Nutrients such as vitamin C, D & E, quercetin & antioxidants from fruits, berries, vegetables & green tea can help to stabilise mast cells and stop them releasing their contents. Hence the quality of the diet is important. Gluten and diets rich in fermentable oligosaccharides, disaccharides, monosaccharides, and polyols (FODMAPs) have received significant attention. FODMAPs for some people are associated with the development of IBS /IBS-related symptoms. Changes in histamine levels, one of the key mediators released during mast cell activation, are reduced in IBS patients under a low FODMAPs diet, thus indicating why a low FODMAP diet can help. Please remember that a low FODMAP diet is designed to be a short term solution, to give relief from symptoms whilst you work on the underlying driver. Long term it will reduce bacterial diversity, and diversity is good for a healthy immune & digestive system.

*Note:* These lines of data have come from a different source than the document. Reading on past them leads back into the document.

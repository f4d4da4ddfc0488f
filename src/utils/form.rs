use std::collections::HashMap;

use axum::extract::Multipart;
use bytes::Bytes;

use crate::error::Result;

/// A file part taken from a multipart body.
#[derive(Debug, Clone)]
pub struct UploadedFile {
    pub file_name: String,
    pub content_type: Option<String>,
    pub bytes: Bytes,
}

impl UploadedFile {
    /// Lower-cased extension of the client-supplied file name.
    pub fn extension(&self) -> Option<String> {
        std::path::Path::new(&self.file_name)
            .extension()
            .and_then(|e| e.to_str())
            .map(|e| e.to_lowercase())
    }
}

/// Multipart body collected into text fields and files.
///
/// File inputs left empty by the browser (no name, no bytes) are dropped so
/// that "no new file" reads the same as an absent field.
#[derive(Debug, Default)]
pub struct FormData {
    fields: HashMap<String, Vec<String>>,
    files: HashMap<String, UploadedFile>,
}

impl FormData {
    pub async fn from_multipart(mut multipart: Multipart) -> Result<Self> {
        let mut form = FormData::default();
        while let Some(field) = multipart.next_field().await? {
            let name = field.name().unwrap_or_default().to_string();
            if let Some(file_name) = field.file_name().map(str::to_string) {
                let content_type = field.content_type().map(str::to_string);
                let bytes = field.bytes().await?;
                if file_name.is_empty() && bytes.is_empty() {
                    continue;
                }
                form.files.insert(
                    name,
                    UploadedFile {
                        file_name,
                        content_type,
                        bytes,
                    },
                );
            } else {
                let value = field.text().await?;
                form.fields.entry(name).or_default().push(value);
            }
        }
        Ok(form)
    }

    /// First value of a text field, trimmed.
    pub fn text(&self, name: &str) -> Option<&str> {
        self.fields
            .get(name)
            .and_then(|values| values.first())
            .map(|v| v.trim())
    }

    /// Trimmed value, empty string when absent.
    pub fn text_or_default(&self, name: &str) -> String {
        self.text(name).unwrap_or_default().to_string()
    }

    /// HTML checkbox semantics: present means on.
    pub fn checkbox(&self, name: &str) -> bool {
        self.fields.contains_key(name)
    }

    pub fn take_file(&mut self, name: &str) -> Option<UploadedFile> {
        self.files.remove(name)
    }

    #[cfg(test)]
    pub fn with_fields(pairs: &[(&str, &str)]) -> Self {
        let mut form = FormData::default();
        for (name, value) in pairs {
            form.fields
                .entry(name.to_string())
                .or_default()
                .push(value.to_string());
        }
        form
    }
}

#[cfg(test)]
mod tests {
    use super::*;

    #[test]
    fn text_is_trimmed_and_checkbox_is_presence() {
        let form = FormData::with_fields(&[("title", "  Cleanup "), ("maintenance_mode", "on")]);
        assert_eq!(form.text("title"), Some("Cleanup"));
        assert!(form.checkbox("maintenance_mode"));
        assert!(!form.checkbox("send_welcome_email"));
        assert_eq!(form.text_or_default("missing"), "");
    }

    #[test]
    fn repeated_field_reads_its_first_value() {
        let form = FormData::with_fields(&[("status", " published"), ("status", "ongoing")]);
        assert_eq!(form.text("status"), Some("published"));
        assert_eq!(form.text("nobody"), None);
    }

    #[test]
    fn extension_is_lowercased() {
        let file = UploadedFile {
            file_name: "Scan.PDF".into(),
            content_type: None,
            bytes: Bytes::from_static(b"%PDF"),
        };
        assert_eq!(file.extension().as_deref(), Some("pdf"));
    }
}
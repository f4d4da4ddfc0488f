pub mod account_service;
pub mod certificate_service;
pub mod dashboard_service;
pub mod event_service;
pub mod ngo_service;
pub mod registration_service;
pub mod settings_service;
pub mod storage_service;
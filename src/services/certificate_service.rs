use std::collections::HashSet;
use std::sync::Arc;

use chrono::Utc;
use uuid::Uuid;

use crate::database::store::{CertificateFilter, RegistrationFilter, Store};
use crate::dto::certificate_dto::{
    AssignmentOverview, AssignmentReport, AssignmentView, CertificateApprovalsQuery,
    CertificateApprovalsResponse, CertificateDetailResponse, CertificateEntry, MyCertificateEntry,
};
use crate::error::{Error, Result};
use crate::models::{
    certificate::{Certificate, CertificateAssignment, CertificateStatus},
    event::Event,
    registration::RegistrationStatus,
    user::{User, UserRole},
};
use crate::services::event_service::{find_event, non_empty, owned_event, registration_views};
use crate::services::storage_service::FileStorage;

const NGO_EVENTS: &str = "/events/ngo-events/";

fn admin_event_path(event_id: Uuid) -> String {
    format!("/admin-panel/event/{}/detail/", event_id)
}

#[derive(Clone)]
pub struct CertificateService {
    store: Arc<dyn Store>,
    storage: Arc<dyn FileStorage>,
}

impl CertificateService {
    pub fn new(store: Arc<dyn Store>, storage: Arc<dyn FileStorage>) -> Self {
        Self { store, storage }
    }

    async fn find(&self, certificate_id: Uuid) -> Result<(Certificate, Event)> {
        let certificate = self
            .store
            .find_certificate(certificate_id)
            .await?
            .ok_or_else(|| Error::NotFound("Certificate not found".into()))?;
        let event = find_event(self.store.as_ref(), certificate.event_id).await?;
        Ok((certificate, event))
    }

    async fn for_event(&self, event_id: Uuid) -> Result<(Certificate, Event)> {
        let event = find_event(self.store.as_ref(), event_id).await?;
        let certificate = self
            .store
            .find_certificate_for_event(event.id)
            .await?
            .ok_or_else(|| {
                Error::rejected(
                    "This event does not have a certificate.",
                    admin_event_path(event_id),
                )
            })?;
        Ok((certificate, event))
    }

    async fn mark_approved(&self, mut certificate: Certificate) -> Result<Certificate> {
        certificate.approve(Utc::now());
        self.store.update_certificate(&certificate).await?;
        tracing::info!(
            certificate_id = %certificate.id,
            event_id = %certificate.event_id,
            "certificate approved"
        );
        Ok(certificate)
    }

    /// Rejection drops the record and its template file; the organization
    /// has to upload a new one.
    async fn discard(&self, certificate: Certificate) -> Result<()> {
        self.store.delete_certificate(certificate.id).await?;
        if let Err(err) = self.storage.remove(&certificate.certificate_file).await {
            tracing::warn!(error = %err, path = %certificate.certificate_file, "could not remove rejected template");
        }
        tracing::info!(
            certificate_id = %certificate.id,
            event_id = %certificate.event_id,
            "certificate rejected and deleted"
        );
        Ok(())
    }

    /// Returns the title of the event the certificate belongs to.
    pub async fn approve(&self, certificate_id: Uuid) -> Result<String> {
        let (certificate, event) = self.find(certificate_id).await?;
        self.mark_approved(certificate).await?;
        Ok(event.title)
    }

    pub async fn reject(&self, certificate_id: Uuid) -> Result<String> {
        let (certificate, event) = self.find(certificate_id).await?;
        self.discard(certificate).await?;
        Ok(event.title)
    }

    pub async fn approve_for_event(&self, event_id: Uuid) -> Result<String> {
        let (certificate, event) = self.for_event(event_id).await?;
        self.mark_approved(certificate).await?;
        Ok(event.title)
    }

    pub async fn reject_for_event(&self, event_id: Uuid) -> Result<String> {
        let (certificate, event) = self.for_event(event_id).await?;
        self.discard(certificate).await?;
        Ok(event.title)
    }

    pub async fn approvals(
        &self,
        query: CertificateApprovalsQuery,
    ) -> Result<CertificateApprovalsResponse> {
        let status_filter = non_empty(query.status).unwrap_or_else(|| "pending".to_string());
        let status = match status_filter.as_str() {
            "all" => None,
            other => Some(other.parse::<CertificateStatus>()?),
        };
        let search = non_empty(query.search);
        let sort_by = match query.sort.as_deref() {
            Some("oldest") => "oldest",
            _ => "newest",
        };

        let certificates = self
            .store
            .list_certificates(&CertificateFilter {
                status,
                search: search.clone(),
                oldest_first: sort_by == "oldest",
            })
            .await?;
        let mut entries = Vec::with_capacity(certificates.len());
        for certificate in certificates {
            let Some(event) = self.store.find_event(certificate.event_id).await? else {
                continue;
            };
            let organization_name = self
                .store
                .find_ngo(event.ngo_id)
                .await?
                .map(|n| n.organization_name)
                .unwrap_or_default();
            entries.push(CertificateEntry {
                certificate,
                event_title: event.title,
                organization_name,
            });
        }

        Ok(CertificateApprovalsResponse {
            certificates: entries,
            status_filter,
            search_query: search.unwrap_or_default(),
            sort_by: sort_by.to_string(),
            pending_count: self
                .store
                .count_certificates(Some(CertificateStatus::Pending))
                .await?,
            approved_count: self
                .store
                .count_certificates(Some(CertificateStatus::Approved))
                .await?,
            rejected_count: self
                .store
                .count_certificates(Some(CertificateStatus::Rejected))
                .await?,
            total_count: self.store.count_certificates(None).await?,
        })
    }

    pub async fn detail(&self, certificate_id: Uuid) -> Result<CertificateDetailResponse> {
        let (certificate, event) = self.find(certificate_id).await?;
        let ngo = self
            .store
            .find_ngo(event.ngo_id)
            .await?
            .ok_or_else(|| Error::NotFound("NGO not found".into()))?;

        let mut assignments = Vec::new();
        for assignment in self
            .store
            .list_assignments_for_certificate(certificate.id)
            .await?
        {
            let Some(volunteer) = self.store.find_user(assignment.volunteer_id).await? else {
                continue;
            };
            let profile = self.store.find_volunteer_profile(volunteer.id).await?;
            assignments.push(AssignmentView {
                assignment,
                volunteer,
                profile,
            });
        }

        Ok(CertificateDetailResponse {
            assignments_count: assignments.len(),
            certificate,
            event,
            ngo,
            assignments,
        })
    }

    /// The caller's event with its approved certificate, or the refusal
    /// explaining why nothing can be assigned yet.
    async fn assignable(&self, user: &User, event_id: Uuid) -> Result<(Event, Certificate)> {
        let (_, event) = owned_event(
            self.store.as_ref(),
            user,
            event_id,
            "You can only assign certificates for your own events.",
            NGO_EVENTS,
        )
        .await?;
        let certificate = self
            .store
            .find_certificate_for_event(event.id)
            .await?
            .ok_or_else(|| {
                Error::rejected("This event does not have a certificate uploaded.", NGO_EVENTS)
            })?;
        if !certificate.is_approved() {
            return Err(Error::rejected(
                format!(
                    "Certificate is {}. Only approved certificates can be assigned.",
                    certificate.status
                ),
                NGO_EVENTS,
            ));
        }
        Ok((event, certificate))
    }

    async fn assigned_ids(&self, certificate_id: Uuid) -> Result<Vec<Uuid>> {
        Ok(self
            .store
            .list_assignments_for_certificate(certificate_id)
            .await?
            .into_iter()
            .map(|a| a.volunteer_id)
            .collect())
    }

    pub async fn assignment_overview(
        &self,
        user: &User,
        event_id: Uuid,
    ) -> Result<AssignmentOverview> {
        let (event, certificate) = self.assignable(user, event_id).await?;
        let registrations = registration_views(
            self.store.as_ref(),
            &RegistrationFilter {
                event_id: Some(event.id),
                status: Some(RegistrationStatus::Approved),
                ..Default::default()
            },
        )
        .await?;
        let assigned_volunteer_ids = self.assigned_ids(certificate.id).await?;
        Ok(AssignmentOverview {
            event,
            certificate,
            registrations,
            assigned_volunteer_ids,
        })
    }

    /// Assigns the event's certificate to each selected volunteer holding an
    /// approved registration. Each insert stands on its own.
    pub async fn assign(
        &self,
        user: &User,
        event_id: Uuid,
        volunteer_ids: &[Uuid],
    ) -> Result<AssignmentReport> {
        let (event, certificate) = self.assignable(user, event_id).await?;
        let mut report = AssignmentReport::default();
        if volunteer_ids.is_empty() {
            return Ok(report);
        }

        let mut assigned: HashSet<Uuid> =
            self.assigned_ids(certificate.id).await?.into_iter().collect();
        let approved: HashSet<Uuid> = self
            .store
            .list_registrations(&RegistrationFilter {
                event_id: Some(event.id),
                status: Some(RegistrationStatus::Approved),
                ..Default::default()
            })
            .await?
            .into_iter()
            .map(|r| r.volunteer_id)
            .collect();

        for volunteer_id in volunteer_ids {
            if assigned.contains(volunteer_id) {
                report.already_assigned += 1;
                continue;
            }
            if !approved.contains(volunteer_id) {
                tracing::debug!(%volunteer_id, event_id = %event.id, "skipping volunteer without approved registration");
                continue;
            }
            match self
                .store
                .insert_assignment(&CertificateAssignment::new(certificate.id, *volunteer_id))
                .await
            {
                Ok(()) => {
                    assigned.insert(*volunteer_id);
                    report.assigned += 1;
                }
                Err(Error::Conflict(_)) => report.already_assigned += 1,
                Err(err) => return Err(err),
            }
        }

        tracing::info!(
            certificate_id = %certificate.id,
            assigned = report.assigned,
            already_assigned = report.already_assigned,
            "certificates assigned"
        );
        Ok(report)
    }

    pub async fn my_certificates(&self, user: &User) -> Result<Vec<MyCertificateEntry>> {
        if user.role != UserRole::Volunteer {
            return Err(Error::forbidden("Access denied.", "/"));
        }
        let mut entries = Vec::new();
        for assignment in self.store.list_assignments_for_volunteer(user.id).await? {
            let Some(certificate) = self.store.find_certificate(assignment.certificate_id).await?
            else {
                continue;
            };
            let Some(event) = self.store.find_event(certificate.event_id).await? else {
                continue;
            };
            let organization_name = self
                .store
                .find_ngo(event.ngo_id)
                .await?
                .map(|n| n.organization_name)
                .unwrap_or_default();
            entries.push(MyCertificateEntry {
                assignment,
                certificate,
                event,
                organization_name,
            });
        }
        Ok(entries)
    }
}
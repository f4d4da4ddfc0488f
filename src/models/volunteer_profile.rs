use chrono::{DateTime, NaiveDate, Utc};
use serde::{Deserialize, Serialize};
use sqlx::FromRow;
use uuid::Uuid;

use super::split_comma_list;

#[derive(Debug, Clone, Serialize, Deserialize, FromRow)]
pub struct VolunteerProfile {
    pub id: Uuid,
    pub user_id: Uuid,
    pub phone: String,
    pub date_of_birth: Option<NaiveDate>,
    pub bio: String,
    pub profile_picture: Option<String>,
    pub address: String,
    pub city: String,
    pub country: String,
    /// Comma-separated skills.
    pub skills: String,
    /// Comma-separated interests.
    pub interests: String,
    pub availability: String,
    pub hours_completed: i32,
    pub events_completed: i32,
    pub created_at: DateTime<Utc>,
    pub updated_at: DateTime<Utc>,
}

impl VolunteerProfile {
    pub fn new(user_id: Uuid, phone: String, date_of_birth: Option<NaiveDate>) -> Self {
        let now = Utc::now();
        Self {
            id: Uuid::new_v4(),
            user_id,
            phone,
            date_of_birth,
            bio: String::new(),
            profile_picture: None,
            address: String::new(),
            city: String::new(),
            country: String::new(),
            skills: String::new(),
            interests: String::new(),
            availability: String::new(),
            hours_completed: 0,
            events_completed: 0,
            created_at: now,
            updated_at: now,
        }
    }

    pub fn skills_list(&self) -> Vec<String> {
        split_comma_list(&self.skills)
    }

    pub fn interests_list(&self) -> Vec<String> {
        split_comma_list(&self.interests)
    }
}
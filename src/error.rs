use axum::{
    http::StatusCode,
    response::{IntoResponse, Json},
};
use serde_json::json;

pub type Result<T> = std::result::Result<T, Error>;

#[derive(Debug, thiserror::Error)]
pub enum Error {
    #[error("Configuration error: {0}")]
    Config(String),

    #[error("Bad request: {0}")]
    BadRequest(String),

    #[error("Unauthorized: {0}")]
    Unauthorized(String),

    /// The caller's role or ownership does not allow the action.
    #[error("Forbidden: {message}")]
    Forbidden { message: String, redirect_to: String },

    /// A state guard refused the transition (full event, duplicate
    /// application, unapproved certificate, ...).
    #[error("Rejected: {message}")]
    Rejected { message: String, redirect_to: String },

    #[error("Conflict: {0}")]
    Conflict(String),

    #[error("Not found: {0}")]
    NotFound(String),

    #[error("Database error: {0}")]
    Database(sqlx::Error),

    #[error("Migration error: {0}")]
    Migrate(#[from] sqlx::migrate::MigrateError),

    #[error("Validation error: {0}")]
    Validation(#[from] validator::ValidationErrors),

    #[error("JSON error: {0}")]
    Json(#[from] serde_json::Error),

    #[error("Token error: {0}")]
    Token(#[from] jsonwebtoken::errors::Error),

    #[error("Internal error: {0}")]
    Internal(String),

    #[error("IO error: {0}")]
    Io(#[from] std::io::Error),

    #[error("Multipart error: {0}")]
    Multipart(#[from] axum::extract::multipart::MultipartError),
}

impl Error {
    pub fn forbidden(message: impl Into<String>, redirect_to: impl Into<String>) -> Self {
        Error::Forbidden {
            message: message.into(),
            redirect_to: redirect_to.into(),
        }
    }

    pub fn rejected(message: impl Into<String>, redirect_to: impl Into<String>) -> Self {
        Error::Rejected {
            message: message.into(),
            redirect_to: redirect_to.into(),
        }
    }
}

impl IntoResponse for Error {
    fn into_response(self) -> axum::response::Response {
        let (status, body) = match self {
            Error::BadRequest(msg) => (StatusCode::BAD_REQUEST, json!({ "error": msg })),
            Error::Unauthorized(msg) => (
                StatusCode::UNAUTHORIZED,
                json!({ "error": msg, "redirect_to": "/accounts/login/" }),
            ),
            Error::Forbidden {
                message,
                redirect_to,
            } => (
                StatusCode::FORBIDDEN,
                json!({ "error": message, "redirect_to": redirect_to }),
            ),
            Error::Rejected {
                message,
                redirect_to,
            } => (
                StatusCode::CONFLICT,
                json!({ "error": message, "redirect_to": redirect_to }),
            ),
            Error::Conflict(msg) => (StatusCode::CONFLICT, json!({ "error": msg })),
            Error::NotFound(msg) => (StatusCode::NOT_FOUND, json!({ "error": msg })),
            Error::Validation(err) => (
                StatusCode::BAD_REQUEST,
                json!({ "error": "Please correct the errors below.", "fields": err.field_errors() }),
            ),
            Error::Json(err) => (StatusCode::BAD_REQUEST, json!({ "error": err.to_string() })),
            Error::Multipart(err) => (StatusCode::BAD_REQUEST, json!({ "error": err.to_string() })),
            Error::Token(_) => (
                StatusCode::UNAUTHORIZED,
                json!({ "error": "Invalid or expired session", "redirect_to": "/accounts/login/" }),
            ),
            other => {
                tracing::error!(error = %other, "request failed");
                (
                    StatusCode::INTERNAL_SERVER_ERROR,
                    json!({ "error": "An unexpected error occurred" }),
                )
            }
        };

        (status, Json(body)).into_response()
    }
}

impl From<sqlx::Error> for Error {
    fn from(err: sqlx::Error) -> Self {
        match err {
            sqlx::Error::RowNotFound => Error::NotFound("Resource not found".to_string()),
            sqlx::Error::Database(db) if db.is_unique_violation() => Error::Conflict(
                db.constraint()
                    .map(|c| format!("Duplicate value violates {}", c))
                    .unwrap_or_else(|| "Duplicate value".to_string()),
            ),
            other => Error::Database(other),
        }
    }
}

impl From<crate::models::UnknownVariant> for Error {
    fn from(err: crate::models::UnknownVariant) -> Self {
        Error::BadRequest(err.to_string())
    }
}
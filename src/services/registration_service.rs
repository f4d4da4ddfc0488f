use std::sync::Arc;

use chrono::{DateTime, Utc};
use uuid::Uuid;

use crate::database::store::{RegistrationFilter, Store};
use crate::dto::event_dto::{ManageRegistrationsResponse, MyEventEntry};
use crate::error::{Error, Result};
use crate::models::{
    registration::{ApprovalOutcome, EventRegistration, RegistrationStatus},
    user::{User, UserRole},
};
use crate::services::event_service::{find_event, owned_event, registration_views, summarize};

#[derive(Debug, Clone, Copy, PartialEq, Eq)]
pub enum WithdrawOutcome {
    Withdrawn,
    AlreadyWithdrawn,
}

#[derive(Debug, Clone, Copy, PartialEq, Eq)]
pub enum ReviewOutcome {
    Changed,
    Unchanged,
}

fn event_path(event_id: Uuid) -> String {
    format!("/events/{}/", event_id)
}

fn manage_path(event_id: Uuid) -> String {
    format!("/events/{}/manage/", event_id)
}

fn not_pending(status: RegistrationStatus, back: String) -> Error {
    Error::rejected(
        format!("Only pending applications can be approved (this one is {}).", status),
        back,
    )
}

#[derive(Clone)]
pub struct RegistrationService {
    store: Arc<dyn Store>,
}

impl RegistrationService {
    pub fn new(store: Arc<dyn Store>) -> Self {
        Self { store }
    }

    /// Files a pending application for `event_id`.
    pub async fn register(
        &self,
        user: &User,
        event_id: Uuid,
        now: DateTime<Utc>,
    ) -> Result<EventRegistration> {
        let back = event_path(event_id);
        if user.role != UserRole::Volunteer {
            return Err(Error::forbidden(
                "Only volunteers can register for events.",
                back,
            ));
        }
        let event = find_event(self.store.as_ref(), event_id).await?;
        if event.is_past(now) {
            return Err(Error::rejected("Cannot register for past events.", back));
        }
        if self
            .store
            .find_registration_for(event.id, user.id)
            .await?
            .is_some()
        {
            return Err(Error::rejected(
                "You have already applied for this event.",
                back,
            ));
        }
        let approved = self
            .store
            .count_registrations(event.id, RegistrationStatus::Approved)
            .await?;
        if event.capacity(approved).is_full() {
            return Err(Error::rejected("This event is at full capacity.", back));
        }

        let registration = EventRegistration::new(event.id, user.id);
        self.store
            .insert_registration(&registration)
            .await
            .map_err(|err| match err {
                Error::Conflict(_) => Error::rejected(
                    "You have already applied for this event.",
                    event_path(event_id),
                ),
                other => other,
            })?;
        tracing::info!(
            registration_id = %registration.id,
            event_id = %event.id,
            volunteer_id = %user.id,
            "registration submitted"
        );
        Ok(registration)
    }

    pub async fn withdraw(&self, user: &User, registration_id: Uuid) -> Result<WithdrawOutcome> {
        if user.role != UserRole::Volunteer {
            return Err(Error::forbidden("Access denied.", "/events/"));
        }
        let registration = self
            .store
            .find_registration(registration_id)
            .await?
            .filter(|r| r.volunteer_id == user.id)
            .ok_or_else(|| Error::NotFound("Registration not found".into()))?;

        match registration.status {
            RegistrationStatus::Withdrawn => Ok(WithdrawOutcome::AlreadyWithdrawn),
            status if status.can_transition_to(RegistrationStatus::Withdrawn) => {
                self.store
                    .set_registration_status(registration.id, RegistrationStatus::Withdrawn)
                    .await?;
                tracing::info!(registration_id = %registration.id, from = %status, "registration withdrawn");
                Ok(WithdrawOutcome::Withdrawn)
            }
            _ => Err(Error::rejected(
                "A rejected application cannot be withdrawn.",
                "/events/my-events/",
            )),
        }
    }

    async fn reviewable(&self, user: &User, registration_id: Uuid) -> Result<(EventRegistration, User)> {
        if user.role != UserRole::Ngo {
            return Err(Error::forbidden("Access denied.", "/events/"));
        }
        let registration = self
            .store
            .find_registration(registration_id)
            .await?
            .ok_or_else(|| Error::NotFound("Registration not found".into()))?;
        owned_event(
            self.store.as_ref(),
            user,
            registration.event_id,
            "Access denied.",
            "/events/ngo-events/",
        )
        .await?;
        let volunteer = self
            .store
            .find_user(registration.volunteer_id)
            .await?
            .ok_or_else(|| Error::NotFound("Volunteer not found".into()))?;
        Ok((registration, volunteer))
    }

    /// Approves a pending application if a seat is left. Approving an
    /// already approved one changes nothing.
    pub async fn approve(
        &self,
        user: &User,
        registration_id: Uuid,
    ) -> Result<(EventRegistration, String, ReviewOutcome)> {
        let (mut registration, volunteer) = self.reviewable(user, registration_id).await?;
        let back = manage_path(registration.event_id);

        match registration.status {
            RegistrationStatus::Approved => {
                return Ok((registration, volunteer.username, ReviewOutcome::Unchanged))
            }
            RegistrationStatus::Pending => {}
            other => return Err(not_pending(other, back)),
        }

        match self.store.approve_registration(registration.id).await? {
            ApprovalOutcome::Approved => {
                registration.status = RegistrationStatus::Approved;
                tracing::info!(
                    registration_id = %registration.id,
                    event_id = %registration.event_id,
                    "registration approved"
                );
                Ok((registration, volunteer.username, ReviewOutcome::Changed))
            }
            ApprovalOutcome::EventFull => {
                tracing::warn!(event_id = %registration.event_id, "approval refused, event full");
                Err(Error::rejected("Event is at full capacity.", back))
            }
            ApprovalOutcome::NotPending(current) => {
                tracing::warn!(
                    registration_id = %registration.id,
                    status = %current,
                    "approval lost to a concurrent status change"
                );
                Err(not_pending(current, back))
            }
        }
    }

    pub async fn reject(
        &self,
        user: &User,
        registration_id: Uuid,
    ) -> Result<(EventRegistration, String)> {
        let (mut registration, volunteer) = self.reviewable(user, registration_id).await?;
        if !registration
            .status
            .can_transition_to(RegistrationStatus::Rejected)
        {
            return Err(Error::rejected(
                format!(
                    "Only pending applications can be rejected (this one is {}).",
                    registration.status
                ),
                manage_path(registration.event_id),
            ));
        }
        self.store
            .set_registration_status(registration.id, RegistrationStatus::Rejected)
            .await?;
        registration.status = RegistrationStatus::Rejected;
        tracing::info!(registration_id = %registration.id, "registration rejected");
        Ok((registration, volunteer.username))
    }

    pub async fn manage(
        &self,
        user: &User,
        event_id: Uuid,
        now: DateTime<Utc>,
    ) -> Result<ManageRegistrationsResponse> {
        let (_, event) = owned_event(
            self.store.as_ref(),
            user,
            event_id,
            "You can only manage your own events.",
            "/events/ngo-events/",
        )
        .await?;
        let registrations = registration_views(
            self.store.as_ref(),
            &RegistrationFilter {
                event_id: Some(event.id),
                exclude_withdrawn: true,
                ..Default::default()
            },
        )
        .await?;
        Ok(ManageRegistrationsResponse {
            event: summarize(self.store.as_ref(), event, now).await?,
            registrations,
        })
    }

    pub async fn my_events(&self, user: &User) -> Result<Vec<MyEventEntry>> {
        if user.role != UserRole::Volunteer {
            return Err(Error::forbidden("Access denied.", "/events/"));
        }
        let registrations = self
            .store
            .list_registrations(&RegistrationFilter {
                volunteer_id: Some(user.id),
                exclude_withdrawn: true,
                ..Default::default()
            })
            .await?;

        let mut entries = Vec::with_capacity(registrations.len());
        for registration in registrations {
            let Some(event) = self.store.find_event(registration.event_id).await? else {
                continue;
            };
            let organization_name = self
                .store
                .find_ngo(event.ngo_id)
                .await?
                .map(|n| n.organization_name)
                .unwrap_or_default();
            entries.push(MyEventEntry {
                registration,
                event,
                organization_name,
            });
        }
        Ok(entries)
    }
}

Following a low histamine diet at least in the short term can be really life changing for some people. Histamine triggering foods include dairy, fermented drinks such as alcohol, vinegars, kombucha, kefir, as well as aged foods such as salami, deli meats, bacon, ham etc. Tinned foods such as tuna, or jarred/ preserved foods such as olives can also be an issue. Eating foods that have been in the fridge for several days will also cause increase in amine levels- this can trigger a histamine response. Fresh is best, especially for seafood.

So hopefully this article may give you an insight into the role histamine plays the development of IBS and other gut issues such as reflux and chronic nausea & ways that you can help to reduce the release of histamine by mast cells.

Lesley x

Schnedl WJ, Enko D. Histamine Intolerance Originates in the Gut. Nutrients. 2021 Apr 12;13(4):1262. doi: 10.3390/nu13041262. PMID: 33921522; PMCID: PMC8069563.

Uranga JA, Martínez V, Abalo R. Mast Cell Regulation and Irritable Bowel Syndrome: Effects of Food Components with Potential Nutraceutical Use. Molecules. 2020 Sep 20;25(18):4314. doi: 10.3390/molecules25184314. PMID: 32962285; PMCID: PMC7570512.

Weinstock, L.B., Pace, L.A., Rezaie, A. et al. Mast Cell Activation Syndrome: A Primer for the Gastroenterologist. Dig Dis Sci 66, 965–982 (2021).